Ti West brings horror film to Savannah Film Festival
Savannah Morning News, 06 Nov 2013
According to actor Gene Jones, “Good horror movies scare you. The best ones disturb you.”
After viewing “The Sacrament,” I believe the film must belong in the category of “best ones,” because it disturbed me – almost as much as the fact that several small children were in the audience to view the movie.Jones stars in Ti West’s new horror movie, “The Sacrament,” a found footage film based on a Jonestown-like scenario, with Jones heading the cult in the role of Father. The film was screened Nov. 1 at the Savannah Film Festival.
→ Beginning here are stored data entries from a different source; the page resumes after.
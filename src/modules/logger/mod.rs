// Copyright © 2025 rustmailer.com
// Licensed under RustMailer License Agreement v1.0
// Unauthorized copying, modification, or distribution is prohibited.

use crate::modules::logger::file::setup_file_logger;
use crate::modules::settings::cli::SETTINGS;
use chrono::Local;
use std::process;
use tracing::Level;
use tracing_subscriber::fmt::{format::Writer, time::FormatTime};
use tracing_subscriber::EnvFilter;

mod file;

struct LocalTimer;

impl FormatTime for LocalTimer {
    fn format_time(&self, w: &mut Writer<'_>) -> std::fmt::Result {
        write!(w, "{}", Local::now().format("%Y-%m-%dT%H:%M:%S%.3f%:z"))
    }
}

pub fn initialize_logging() {
    let level = validate_log_level(&SETTINGS.rustmailbox_log_level);
    let result = if SETTINGS.rustmailbox_log_to_file {
        setup_file_logger(level)
    } else {
        setup_stdout_logger(level)
    };
    if let Err(e) = result {
        eprintln!("Failed to install the log subscriber: {}", e);
        process::exit(1);
    }
}

/// `RUST_LOG` directives win over the configured level when present.
fn env_filter(level: Level) -> EnvFilter {
    EnvFilter::builder()
        .with_default_directive(level.into())
        .from_env_lossy()
}

fn setup_stdout_logger(level: Level) -> Result<(), Box<dyn std::error::Error>> {
    let builder = tracing_subscriber::fmt()
        .with_env_filter(env_filter(level))
        .with_ansi(SETTINGS.rustmailbox_ansi_logs)
        .with_writer(std::io::stdout)
        .with_level(true)
        .with_target(true)
        .with_timer(LocalTimer);

    if SETTINGS.rustmailbox_json_logs {
        tracing::subscriber::set_global_default(builder.json().finish())?;
    } else {
        tracing::subscriber::set_global_default(builder.finish())?;
    }
    Ok(())
}

fn validate_log_level(value: &str) -> Level {
    match value.parse::<Level>() {
        Ok(level) => level,
        Err(_) => {
            eprintln!(
                "Invalid log level specified. Use one of: error, warn, info, debug, trace. \
The log level you currently specified is 'rustmailbox_log_level'='{}'",
                value
            );
            process::exit(1);
        }
    }
}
Several members of the cast, including Jones and AJ Bowen, along with West, who wrote and directed the film, and producers, Peter Phok and Jacob Jaffke, sat down for a panel discussion titled “Horror Filmmaking” earlier in the day.
West, also known for thrillers like “The Innkeepers” and “The House of the Devil,” talked about how he wanted to make something different and to move away from supernatural elements by making a scary movie that didn’t have the typical monsters in it. He said he wanted to explore what real people are capable of, an idea he said he finds to be scarier than supernatural ghouls.
“This is the most horrific movie I’ve made,” West said.
He also said he’s always been fascinated with the Jonestown massacre of 1978, where a total of 918 people died at a settlement in Guyana that was run by a cult-like group known as the Peoples Temple.
“There has always been a disregard to the entire population of that cult,” West said. “No one joins a cult – you end up in one.”
He said he wanted to explore the ideas behind why people would end up in a cult and move to a place like Guyana.
“It’s a major tragic event that most people don’t understand,” he said.
West and his crew knew they needed a tropical location to recreate a settlement similar to Jonestown, and after looking at Hawaii and Florida, they picked Savannah.
“I was told I was going to make a film in Savannah,” Jones said. “I ended up in Rincon!”
The film has that unmistakable Lowcountry stamp. The road leading up to the camp has the same feel of driving through the marsh, and the crew employed a large group of locals for camera work, set work and extras – which explained why the audience contained several children who showed up to see their screen debut.
West discussed the setbacks of filming in the Coastal Empire during late fall and early winter of 2012.
“We thought Savannah was supposed to be warm throughout the year, but it got really cold,” he said. “It was like 45 degrees and we had about 300 extras in T-shirts.”
But the cold weather didn’t make it into the script, and the actors looked like they really were in the tropical African heat, glistening with sweat.
West also said the bonus of filming in the Savannah area was the help of a motivated and helpful film office and access to Savannah College of Art and Design’s cameras and film students.
The film begins with three men – a fashion photographer, Patrick, and his two friends who are journalists working for a news agency called VICE. VICE specializes in a type of journalism called immersionism, in which reporters immerse themselves in a situation, focusing on the experience.
Patrick (Kentucker Audley), is concerned for his sister Caroline (Amy Seimetz), a former addict, who has invited him out to visit her at a new clean living settlement/religious community abroad. The journalists Sam (AJ Bowen) and Jake (Joe Swanberg) believe a cool story will come from the trip and follow their friend to get the behind-the-scenes look at a cult settlement.
The cult is led by a man the members refer to as Father, played by Jones, and of course, things go incredibly wrong for everyone involved.
West said he felt people looked at cult members as zombies rather than people – a stereotype he wanted to break with this film. He was successful. The beginning stages of the film show the journalists interviewing several cult members so the audience can see them as people searching for a higher meaning in life rather than mindless zealots blindly following a crazed leader.
Getting to know the cult members adds to the suspense of knowing that something really bad is going to happen. It creates a feeling of dread and an almost emotional appeal to ask the movie gods to step in and spare the innocent.
West said he set out to create something different in the horror genre. After the movie ended, several people in the audience mentioned they had never seen anything like “The Sacrament.” I’m not sure I’m sold on that idea completely, because it felt a little like some of the other found footage films I’ve seen before, but there is something unique and hauntingly eerie about the role of Father and the power he has over so many seemingly intelligent adults.
West did succeed in making the audience look at Jonestown in a different light – it was more than just a bunch of people “drinking the Kool-Aid.” It showed how quickly humans can go from believing a person is their savior to questioning authority and doing whatever it takes to protect their own lives.
Scary? Not really. Disturbing? Definitely yes.